Good neighbors and friends are such a godsend and I have been blessed, too.
I am delighted to see you in a better frame of mind.
Claudia,
Between my 61 year-old house and 62 year-old me I feel like I'll be in 'maintainence hell' from here on out. So far my house is winning. I can only hope I stay above it all....and keep paddling. Keep smiling sweetie...we're all in the same boat. Good luck with your cataract problem/surgery...whatever you decide to do...and take care...Hugs, Joy
Kay, thanks, what a thoughtful gift--a real life account of your experience. Knowledge conquers fear. It really helps to know you're not alone.
Well, I can't think of more stellar company for the ride. We'll just have a cup of tea and friendly chat. Bring your handicraft projects. :)

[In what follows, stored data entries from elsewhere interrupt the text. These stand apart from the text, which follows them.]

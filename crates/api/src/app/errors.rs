use axum::http::StatusCode;
use axum::response::IntoResponse;
use serde_json::json;

use saledesk_core::{InvoiceId, ProductCode};
use saledesk_infra::InvoiceError;

pub fn invoice_error_to_response(err: InvoiceError) -> axum::response::Response {
    let kind = err.kind().as_str();
    match err {
        InvoiceError::Validation { message, issues } => (
            StatusCode::BAD_REQUEST,
            axum::Json(json!({
                "error": kind,
                "message": message,
                "issues": issues,
            })),
        )
            .into_response(),
        InvoiceError::NotFound(msg) => json_error(StatusCode::NOT_FOUND, kind, msg),
        InvoiceError::ConstraintViolation(msg) => json_error(StatusCode::CONFLICT, kind, msg),
        InvoiceError::Timeout(msg) => json_error(StatusCode::GATEWAY_TIMEOUT, kind, msg),
        InvoiceError::StoreUnavailable(msg) => {
            tracing::error!(error = %msg, "store unavailable");
            json_error(StatusCode::SERVICE_UNAVAILABLE, kind, msg)
        }
    }
}

pub fn json_error(
    status: StatusCode,
    code: &'static str,
    message: impl Into<String>,
) -> axum::response::Response {
    (
        status,
        axum::Json(json!({
            "error": code,
            "message": message.into(),
        })),
    )
        .into_response()
}

pub fn validation_error(message: impl Into<String>) -> axum::response::Response {
    json_error(StatusCode::BAD_REQUEST, "validation_error", message)
}

pub fn parse_invoice_id(s: &str) -> Result<InvoiceId, axum::response::Response> {
    match s.parse::<InvoiceId>() {
        Ok(id) if id.get() > 0 => Ok(id),
        _ => Err(validation_error("invoice id must be a positive integer")),
    }
}

pub fn parse_product(s: &str) -> Result<ProductCode, axum::response::Response> {
    ProductCode::parse(s).map_err(|e| validation_error(e.to_string()))
}
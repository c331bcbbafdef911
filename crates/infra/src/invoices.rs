//! Aggregate store: create, full-replace update and delete of invoices.
//!
//! Input is validated before a unit of work is opened, so a rejected request
//! never touches the store. Each operation is exactly one unit of work.

use tracing::{info, instrument};

use saledesk_core::InvoiceId;
use saledesk_invoicing::{HeaderInput, LineItemInput, validate_header, validate_lines};

use crate::coordinator::TransactionCoordinator;
use crate::error::InvoiceError;

#[derive(Clone)]
pub struct InvoiceStore {
    coordinator: TransactionCoordinator,
}

impl InvoiceStore {
    pub fn new(coordinator: TransactionCoordinator) -> Self {
        Self { coordinator }
    }

    /// Insert a header and its lines; returns the generated identifier.
    #[instrument(skip(self, header, lines), fields(line_count = lines.len()), err)]
    pub async fn create(
        &self,
        header: HeaderInput,
        lines: &[LineItemInput],
    ) -> Result<InvoiceId, InvoiceError> {
        let draft = validate_header(header)?;
        let lines = validate_lines(lines)?;

        let mut unit = self.coordinator.begin("create_invoice").await?;
        let id = unit.insert_header(&draft).await?;
        unit.insert_lines(id, 0, &lines).await?;
        unit.commit().await?;

        info!(invoice_id = %id, lines = lines.len(), "invoice created");
        Ok(id)
    }

    /// Overwrite header scalars and replace the whole line set.
    ///
    /// An empty `lines` leaves the invoice with no lines.
    #[instrument(skip(self, header, lines), fields(invoice_id = %id, line_count = lines.len()), err)]
    pub async fn update(
        &self,
        id: InvoiceId,
        header: HeaderInput,
        lines: &[LineItemInput],
    ) -> Result<(), InvoiceError> {
        let draft = validate_header(header)?;
        let lines = validate_lines(lines)?;

        let mut unit = self.coordinator.begin("update_invoice").await?;
        if unit.update_header(id, &draft).await? == 0 {
            unit.rollback().await;
            return Err(InvoiceError::not_found(format!("invoice {id}")));
        }
        unit.delete_lines(id).await?;
        unit.insert_lines(id, 0, &lines).await?;
        unit.commit().await?;

        info!(invoice_id = %id, lines = lines.len(), "invoice replaced");
        Ok(())
    }

    /// Remove the lines and then the header.
    #[instrument(skip(self), fields(invoice_id = %id), err)]
    pub async fn delete(&self, id: InvoiceId) -> Result<(), InvoiceError> {
        let mut unit = self.coordinator.begin("delete_invoice").await?;
        let removed_lines = unit.delete_lines(id).await?;
        if unit.delete_header(id).await? == 0 {
            unit.rollback().await;
            return Err(InvoiceError::not_found(format!("invoice {id}")));
        }
        unit.commit().await?;

        info!(invoice_id = %id, removed_lines, "invoice deleted");
        Ok(())
    }
}
//! HTTP API application wiring (Axum router + service wiring).
//!
//! - `services.rs`: engine wiring (backend, coordinator, stores)
//! - `routes/`: HTTP routes + handlers (one file per resource)
//! - `dto.rs`: request/response DTOs and JSON mapping helpers
//! - `errors.rs`: consistent error responses

use std::sync::Arc;

use axum::{routing::get, Extension, Router};
use tower::ServiceBuilder;

pub mod dto;
pub mod errors;
pub mod routes;
pub mod services;

/// Build the full HTTP router (public entrypoint used by `main.rs` and tests).
pub fn build_app(services: services::AppServices) -> Router {
    Router::new()
        .route("/health", get(routes::system::health))
        .merge(routes::router())
        .layer(ServiceBuilder::new().layer(Extension(Arc::new(services))))
}
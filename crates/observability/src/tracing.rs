//! Tracing/logging initialization.
//!
//! Logs are JSON lines by default. `LOG_FORMAT=text` switches to the
//! human-readable formatter for local runs; `RUST_LOG` selects levels.

use tracing_subscriber::EnvFilter;

/// Output format for log lines.
#[derive(Debug, Clone, Copy, PartialEq, Eq)]
pub enum LogFormat {
    Json,
    Text,
}

impl LogFormat {
    /// Parse `LOG_FORMAT`; anything unrecognised falls back to JSON.
    pub fn parse(value: Option<&str>) -> Self {
        match value.map(str::trim) {
            Some(v) if v.eq_ignore_ascii_case("text") || v.eq_ignore_ascii_case("pretty") => {
                LogFormat::Text
            }
            _ => LogFormat::Json,
        }
    }
}

/// Initialize tracing/logging for the process.
///
/// Safe to call multiple times (subsequent calls are no-ops).
pub fn init() {
    let format = LogFormat::parse(std::env::var("LOG_FORMAT").ok().as_deref());
    init_with(format, "info");
}

/// Initialize with an explicit format and a fallback filter used when
/// `RUST_LOG` is unset.
pub fn init_with(format: LogFormat, default_filter: &str) {
    let filter = EnvFilter::try_from_default_env()
        .unwrap_or_else(|_| EnvFilter::new(default_filter));

    let builder = tracing_subscriber::fmt()
        .with_env_filter(filter)
        .with_timer(tracing_subscriber::fmt::time::SystemTime);

    let _ = match format {
        LogFormat::Json => builder.json().with_target(false).try_init(),
        LogFormat::Text => builder.with_target(true).try_init(),
    };
}

#[cfg(test)]
mod tests {
    use super::*;

    #[test]
    fn log_format_defaults_to_json() {
        assert_eq!(LogFormat::parse(None), LogFormat::Json);
        assert_eq!(LogFormat::parse(Some("yaml")), LogFormat::Json);
        assert_eq!(LogFormat::parse(Some(" Text ")), LogFormat::Text);
        assert_eq!(LogFormat::parse(Some("pretty")), LogFormat::Text);
    }

    #[test]
    fn init_twice_is_harmless() {
        init_with(LogFormat::Text, "debug");
        init_with(LogFormat::Json, "info");
    }
}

Joy and Kay--brilliant photos! Does my soul a treat to behold vibrant, strong women taking on the universe.
Can attest to the psych jolt at discovering I had a cataract. "I am too young for this," I thought. I managed well for a few years, gradually decided on my own to not drive at night when traffic lights looked like green and red starbursts. Had the surgery and it was an experience without complications. Eventually had to have the other eye done with no problems there either. Just follow the instructions for aftercare.
I think it's been about ten years now. I recall how visual lives were so limited before the lens implant was devised. This is a truly beneficial miraculous procedure for which I am grateful every day.
Thanks for the confidence booster, joared. My grandmother was completely blind by the time she was 60, and I think of how the quality of our lives differ and am also deeply grateful.